Go through the data from its first line and retype each line, stopping once the line containing "const N_Y: &[Tristate]" has been retyped.

Input for this task START

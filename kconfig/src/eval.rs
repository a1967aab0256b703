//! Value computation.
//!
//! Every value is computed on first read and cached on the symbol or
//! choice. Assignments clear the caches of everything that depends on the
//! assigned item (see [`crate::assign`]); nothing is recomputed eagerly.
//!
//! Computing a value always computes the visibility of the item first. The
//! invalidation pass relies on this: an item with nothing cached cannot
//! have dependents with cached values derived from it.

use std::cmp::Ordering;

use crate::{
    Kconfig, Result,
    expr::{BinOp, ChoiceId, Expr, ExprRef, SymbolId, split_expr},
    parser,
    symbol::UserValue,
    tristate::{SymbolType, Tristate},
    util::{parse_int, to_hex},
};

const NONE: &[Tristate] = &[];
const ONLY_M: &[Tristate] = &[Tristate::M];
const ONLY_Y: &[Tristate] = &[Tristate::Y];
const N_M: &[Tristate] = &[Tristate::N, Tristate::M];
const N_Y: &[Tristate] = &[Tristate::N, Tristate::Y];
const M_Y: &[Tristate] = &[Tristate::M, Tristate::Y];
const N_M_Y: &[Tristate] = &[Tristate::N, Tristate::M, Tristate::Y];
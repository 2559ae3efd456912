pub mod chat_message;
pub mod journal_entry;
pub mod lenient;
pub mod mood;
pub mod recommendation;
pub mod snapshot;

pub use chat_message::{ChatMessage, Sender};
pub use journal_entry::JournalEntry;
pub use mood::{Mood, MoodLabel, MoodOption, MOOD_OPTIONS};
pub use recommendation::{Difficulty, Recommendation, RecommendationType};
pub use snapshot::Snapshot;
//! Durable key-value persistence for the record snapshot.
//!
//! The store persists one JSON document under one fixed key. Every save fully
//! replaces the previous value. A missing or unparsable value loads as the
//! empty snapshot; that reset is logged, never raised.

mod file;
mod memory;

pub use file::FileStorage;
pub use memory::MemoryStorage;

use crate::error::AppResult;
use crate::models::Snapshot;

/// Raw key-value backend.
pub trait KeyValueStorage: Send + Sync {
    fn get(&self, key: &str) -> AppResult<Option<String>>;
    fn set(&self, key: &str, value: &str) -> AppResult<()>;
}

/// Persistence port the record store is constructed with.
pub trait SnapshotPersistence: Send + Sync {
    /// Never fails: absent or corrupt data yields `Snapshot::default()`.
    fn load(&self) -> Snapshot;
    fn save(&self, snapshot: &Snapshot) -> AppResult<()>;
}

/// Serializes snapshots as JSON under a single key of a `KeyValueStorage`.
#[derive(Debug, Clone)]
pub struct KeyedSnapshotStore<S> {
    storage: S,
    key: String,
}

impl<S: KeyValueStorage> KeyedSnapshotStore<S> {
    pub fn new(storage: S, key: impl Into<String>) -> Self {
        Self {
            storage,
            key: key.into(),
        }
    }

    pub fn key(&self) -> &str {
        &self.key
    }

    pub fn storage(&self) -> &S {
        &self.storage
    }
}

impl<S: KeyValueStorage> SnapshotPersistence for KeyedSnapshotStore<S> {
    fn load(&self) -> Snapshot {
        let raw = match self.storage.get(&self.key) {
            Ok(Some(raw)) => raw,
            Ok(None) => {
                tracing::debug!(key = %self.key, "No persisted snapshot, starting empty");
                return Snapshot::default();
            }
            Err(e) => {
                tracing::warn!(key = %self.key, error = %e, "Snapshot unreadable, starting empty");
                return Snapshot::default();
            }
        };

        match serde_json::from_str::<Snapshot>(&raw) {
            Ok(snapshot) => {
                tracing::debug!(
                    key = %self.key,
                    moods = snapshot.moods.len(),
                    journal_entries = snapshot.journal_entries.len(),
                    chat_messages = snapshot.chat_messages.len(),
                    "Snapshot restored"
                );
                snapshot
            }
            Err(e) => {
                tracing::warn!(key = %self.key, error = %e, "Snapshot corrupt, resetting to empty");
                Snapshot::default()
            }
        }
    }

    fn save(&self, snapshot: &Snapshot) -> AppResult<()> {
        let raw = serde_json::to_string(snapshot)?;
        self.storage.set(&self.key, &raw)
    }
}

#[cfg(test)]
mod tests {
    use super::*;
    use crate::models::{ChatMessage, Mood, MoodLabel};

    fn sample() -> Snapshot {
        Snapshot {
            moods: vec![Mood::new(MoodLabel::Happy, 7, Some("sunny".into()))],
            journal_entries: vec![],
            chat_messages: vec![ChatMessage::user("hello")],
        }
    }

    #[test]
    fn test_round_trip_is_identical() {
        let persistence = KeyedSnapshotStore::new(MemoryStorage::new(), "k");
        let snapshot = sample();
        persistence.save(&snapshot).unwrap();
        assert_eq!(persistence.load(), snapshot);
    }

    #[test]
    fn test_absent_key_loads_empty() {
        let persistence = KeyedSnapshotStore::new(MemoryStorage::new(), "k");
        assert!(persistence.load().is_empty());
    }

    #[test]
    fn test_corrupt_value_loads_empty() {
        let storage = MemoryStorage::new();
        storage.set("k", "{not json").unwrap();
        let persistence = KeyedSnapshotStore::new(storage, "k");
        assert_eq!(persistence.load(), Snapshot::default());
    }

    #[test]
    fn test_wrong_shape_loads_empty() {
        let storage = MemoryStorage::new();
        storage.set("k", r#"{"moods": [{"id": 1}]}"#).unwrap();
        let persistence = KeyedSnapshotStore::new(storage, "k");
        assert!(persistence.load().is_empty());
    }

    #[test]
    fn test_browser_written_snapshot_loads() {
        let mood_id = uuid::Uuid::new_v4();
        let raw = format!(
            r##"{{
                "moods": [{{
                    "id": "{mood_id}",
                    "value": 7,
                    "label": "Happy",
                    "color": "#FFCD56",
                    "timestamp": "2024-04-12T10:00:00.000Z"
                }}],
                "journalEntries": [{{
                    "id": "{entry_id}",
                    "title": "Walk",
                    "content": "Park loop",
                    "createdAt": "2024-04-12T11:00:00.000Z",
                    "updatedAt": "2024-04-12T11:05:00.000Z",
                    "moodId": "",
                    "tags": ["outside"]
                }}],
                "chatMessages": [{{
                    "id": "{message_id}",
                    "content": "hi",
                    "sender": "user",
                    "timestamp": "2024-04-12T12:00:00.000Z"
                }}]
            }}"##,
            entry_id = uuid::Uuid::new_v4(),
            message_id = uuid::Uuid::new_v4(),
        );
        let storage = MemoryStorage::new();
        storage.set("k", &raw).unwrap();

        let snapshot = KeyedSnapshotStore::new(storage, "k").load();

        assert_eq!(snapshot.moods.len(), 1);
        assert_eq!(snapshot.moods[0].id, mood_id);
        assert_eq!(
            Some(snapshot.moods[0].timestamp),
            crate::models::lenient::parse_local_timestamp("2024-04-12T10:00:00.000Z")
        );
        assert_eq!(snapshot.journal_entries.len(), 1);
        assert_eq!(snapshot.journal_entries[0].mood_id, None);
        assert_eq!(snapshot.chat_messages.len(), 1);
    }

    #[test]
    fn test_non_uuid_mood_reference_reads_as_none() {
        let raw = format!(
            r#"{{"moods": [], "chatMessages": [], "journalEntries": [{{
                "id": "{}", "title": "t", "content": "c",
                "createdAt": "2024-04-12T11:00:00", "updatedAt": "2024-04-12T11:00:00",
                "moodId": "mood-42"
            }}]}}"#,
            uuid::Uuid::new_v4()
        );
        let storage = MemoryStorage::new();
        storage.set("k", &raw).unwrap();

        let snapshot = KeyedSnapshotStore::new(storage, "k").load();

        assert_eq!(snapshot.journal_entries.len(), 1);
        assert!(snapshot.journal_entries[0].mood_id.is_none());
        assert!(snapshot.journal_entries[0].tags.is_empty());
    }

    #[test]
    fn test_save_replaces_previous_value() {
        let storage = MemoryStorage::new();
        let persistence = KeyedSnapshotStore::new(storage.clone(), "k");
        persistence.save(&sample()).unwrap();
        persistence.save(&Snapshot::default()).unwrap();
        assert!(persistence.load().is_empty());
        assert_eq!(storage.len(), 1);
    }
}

Input for this task END

_Response to the exercise:_
filename kconfig/src/eval.rs
repository a1967aab0256b703
//! Value computation.
//!
//! Every value is computed on first read and cached on the symbol or
//! choice. Assignments clear the caches of everything that depends on the
//! assigned item (see [`crate::assign`]); nothing is recomputed eagerly.
//!
//! Computing a value always computes the visibility of the item first. The
//! invalidation pass relies on this: an item with nothing cached cannot
//! have dependents with cached values derived from it.

use std::cmp::Ordering;

use crate::{
    Kconfig, Result,
    expr::{BinOp, ChoiceId, Expr, ExprRef, SymbolId, split_expr},
    parser,
    symbol::UserValue,
    tristate::{SymbolType, Tristate},
    util::{parse_int, to_hex},
};

const NONE: &[Tristate] = &[];
const ONLY_M: &[Tristate] = &[Tristate::M];
const ONLY_Y: &[Tristate] = &[Tristate::Y];
const N_M: &[Tristate] = &[Tristate::N, Tristate::M];
const N_Y: &[Tristate] = &[Tristate::N, Tristate::Y];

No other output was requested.